Chia Seeds

Packed with nutrients, chia, the tiny little seeds from the desert plant Salvia hispanica, are members of the mint family. These tasty little nuggets can be enjoyed in puddings, sprinkled on top of salads, or used in place of eggs in baked goods. There are many great reasons to enjoy chia seeds, and the following are 12 reasons why you may want to eat more of them.

12. Fiber

Chia Seeds Fiber

Chia seeds are rich in fiber, with 10 grams of fiber per ounce, which is around two tablespoons of the seeds. According to the U.S. Dietary Guidelines, adults should consume around 25-30 grams of dietary fiber each day. Fiber comes in two forms. Insoluble fiber is the fiber found in vegetables and whole grains. This type of fiber adds volume to your stool and keeps food moving through your digestive tract. Meanwhile, soluble fiber is the type of fiber contained in nuts, oats, beans, and seeds. This type of fiber absorbs water, slows digestion, and improves glucose control.

11. Protein

Chia Seeds Protein

Chia seeds are also a source of protein, with close to 5 grams of protein in a 2-tablespoon serving.
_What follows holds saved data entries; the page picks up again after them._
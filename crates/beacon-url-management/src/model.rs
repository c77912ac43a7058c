use beacon_core::ShortCode;
use serde::{Deserialize, Serialize};

#[derive(Debug, Clone, PartialEq, Eq, Serialize, Deserialize)]
#[serde(rename_all = "camelCase")]
pub struct ShortenedUrl {
    pub short_code: ShortCode,
    pub short_url: String,
    pub long_url: String,
}

#[derive(Debug, Clone, PartialEq, Eq)]
pub struct ShortenOutcome {
    pub url: ShortenedUrl,
    /// `false` when the long URL had already been shortened.
    pub created: bool,
}

#[derive(Debug, Clone, PartialEq, Eq)]
pub struct ResolvedUrl {
    pub long_url: String,
    /// `false` when the access event could not be handed to the broker.
    pub event_published: bool,
}
use crate::error::AnalyticsError;
use async_trait::async_trait;
use beacon_core::{AccessCounterStore, UrlAccessStats, UrlAccessedEvent};
use std::sync::Arc;
use tracing::{info, trace};

#[async_trait]
pub trait Analytics: Send + Sync + 'static {
    /// Counts one access. Redelivered duplicates are counted again.
    async fn handle_access_event(&self, event: &UrlAccessedEvent) -> Result<(), AnalyticsError>;

    /// Most-accessed URLs first, ties in insertion order. `limit` must be
    /// positive.
    async fn get_top_urls(&self, limit: i64) -> Result<Vec<UrlAccessStats>, AnalyticsError>;
}

#[derive(Debug)]
pub struct AnalyticsService<S> {
    store: Arc<S>,
}

impl<S: AccessCounterStore> AnalyticsService<S> {
    pub fn new(store: S) -> Self {
        Self {
            store: Arc::new(store),
        }
    }
}

impl<S> Clone for AnalyticsService<S> {
    fn clone(&self) -> Self {
        Self {
            store: self.store.clone(),
        }
    }
}

#[async_trait]
impl<S: AccessCounterStore> Analytics for AnalyticsService<S> {
    async fn handle_access_event(&self, event: &UrlAccessedEvent) -> Result<(), AnalyticsError> {
        let mut tx = self.store.begin().await?;
        tx.increment_access_count(&event.short_code, &event.long_url, event.accessed_at)
            .await?;
        tx.commit().await?;

        info!(short_code = %event.short_code, "access counted");
        Ok(())
    }

    async fn get_top_urls(&self, limit: i64) -> Result<Vec<UrlAccessStats>, AnalyticsError> {
        if limit <= 0 {
            return Err(AnalyticsError::InvalidLimit(limit));
        }
        let limit = usize::try_from(limit).unwrap_or(usize::MAX);

        let mut tx = self.store.begin().await?;
        let top = tx.top_by_access_count(limit).await?;
        trace!(limit, returned = top.len(), "ranking served");
        Ok(top)
    }
}

#[cfg(test)]
mod tests {
    use super::*;
    use beacon_core::ShortCode;
    use beacon_storage::InMemoryAccessCounterStore;

    fn test_service() -> AnalyticsService<InMemoryAccessCounterStore> {
        AnalyticsService::new(InMemoryAccessCounterStore::new())
    }

    fn event(code: &str, url: &str) -> UrlAccessedEvent {
        UrlAccessedEvent::now(ShortCode::new_unchecked(code), url)
    }

    async fn access(service: &AnalyticsService<InMemoryAccessCounterStore>, code: &str, url: &str, times: usize) {
        for _ in 0..times {
            service.handle_access_event(&event(code, url)).await.unwrap();
        }
    }

    #[tokio::test]
    async fn popular_url_ranks_first() {
        let service = test_service();
        access(&service, "9241e624", "https://example.com/popular", 3).await;
        access(&service, "b40ab5f6", "https://example.com/less-popular", 1).await;

        let top = service.get_top_urls(10).await.unwrap();
        assert_eq!(top.len(), 2);
        assert_eq!(top[0].long_url, "https://example.com/popular");
        assert_eq!(top[0].access_count, 3);
        assert_eq!(top[1].long_url, "https://example.com/less-popular");
        assert_eq!(top[1].access_count, 1);
    }

    #[tokio::test]
    async fn empty_stats() {
        let service = test_service();
        assert!(service.get_top_urls(10).await.unwrap().is_empty());
    }

    #[tokio::test]
    async fn limit_truncates() {
        let service = test_service();
        access(&service, "aaa", "https://a.example", 1).await;
        access(&service, "bbb", "https://b.example", 2).await;
        access(&service, "ccc", "https://c.example", 3).await;

        let top = service.get_top_urls(2).await.unwrap();
        let counts: Vec<_> = top.iter().map(|s| s.access_count).collect();
        assert_eq!(counts, vec![3, 2]);
    }

    #[tokio::test]
    async fn non_positive_limit_is_rejected() {
        let service = test_service();
        for limit in [0, -1, i64::MIN] {
            let err = service.get_top_urls(limit).await.unwrap_err();
            assert!(matches!(err, AnalyticsError::InvalidLimit(l) if l == limit));
        }
    }

    #[tokio::test]
    async fn duplicate_deliveries_count_twice() {
        let service = test_service();
        let event = event("abc123", "https://example.com");
        service.handle_access_event(&event).await.unwrap();
        service.handle_access_event(&event).await.unwrap();

        let top = service.get_top_urls(1).await.unwrap();
        assert_eq!(top[0].access_count, 2);
        assert_eq!(top[0].last_accessed_at, Some(event.accessed_at));
    }
}
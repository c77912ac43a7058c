use beacon_telemetry::LogFormat;
use clap::{Parser, ValueEnum};
use std::fmt::{Display, Formatter};
use std::net::SocketAddr;

pub const LISTEN_ADDR_ENV: &str = "BEACON_URL_MANAGEMENT_LISTEN_ADDR";
pub const BASE_URL_ENV: &str = "BEACON_BASE_URL";
pub const STORAGE_BACKEND_ENV: &str = "BEACON_URL_MANAGEMENT_STORAGE_BACKEND";
pub const MYSQL_DSN_ENV: &str = "BEACON_URL_MANAGEMENT_MYSQL_DSN";
pub const REDIS_URL_ENV: &str = "BEACON_REDIS_URL";
pub const EXCHANGE_ENV: &str = "BEACON_EXCHANGE";
pub const LOG_FORMAT_ENV: &str = "BEACON_LOG_FORMAT";

pub const DEFAULT_LISTEN_ADDR: &str = "127.0.0.1:8001";
pub const DEFAULT_BASE_URL: &str = "http://localhost:8001";
pub const DEFAULT_REDIS_URL: &str = "redis://127.0.0.1:6379";
pub const DEFAULT_EXCHANGE: &str = "beacon";

#[derive(Debug, Clone, Copy, PartialEq, Eq, ValueEnum)]
pub enum StorageBackendArg {
    #[value(name = "in-memory")]
    InMemory,
    #[value(name = "mysql")]
    Mysql,
}

impl Display for StorageBackendArg {
    fn fmt(&self, f: &mut Formatter<'_>) -> std::fmt::Result {
        match self {
            StorageBackendArg::InMemory => write!(f, "in-memory"),
            StorageBackendArg::Mysql => write!(f, "mysql"),
        }
    }
}

#[derive(Debug, Clone, Copy, PartialEq, Eq, ValueEnum)]
pub enum LogFormatArg {
    Pretty,
    Json,
}

impl From<LogFormatArg> for LogFormat {
    fn from(value: LogFormatArg) -> Self {
        match value {
            LogFormatArg::Pretty => LogFormat::Pretty,
            LogFormatArg::Json => LogFormat::Json,
        }
    }
}

#[derive(Debug, Parser)]
#[command(name = "beacon-url-management")]
pub struct Cli {
    #[arg(long, env = LISTEN_ADDR_ENV, default_value = DEFAULT_LISTEN_ADDR)]
    pub listen_addr: SocketAddr,

    /// Prefix of every short URL handed out.
    #[arg(long, env = BASE_URL_ENV, default_value = DEFAULT_BASE_URL)]
    pub base_url: String,

    #[arg(
        long,
        env = STORAGE_BACKEND_ENV,
        value_enum,
        default_value_t = StorageBackendArg::InMemory
    )]
    pub storage: StorageBackendArg,

    #[arg(long, env = MYSQL_DSN_ENV, required_if_eq("storage", "mysql"))]
    pub mysql_dsn: Option<String>,

    #[arg(long, env = REDIS_URL_ENV, default_value = DEFAULT_REDIS_URL)]
    pub redis_url: String,

    #[arg(long, env = EXCHANGE_ENV, default_value = DEFAULT_EXCHANGE)]
    pub exchange: String,

    #[arg(long, env = LOG_FORMAT_ENV, value_enum, default_value_t = LogFormatArg::Pretty)]
    pub log_format: LogFormatArg,
}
The recommended daily value of protein for adults is between 46 and 56 grams. Your body requires the amino acids of protein for building strong and healthy bones, muscles, and tissues. However, it is critical to choose your protein sources wisely. Highly processed meats such as hot dogs and deli meats contain protein. However, they are also high in salt and nitrates, which can increase your risk of heart disease and diabetes. Chia seeds provide the benefits of protein without the risks that processed meats deliver.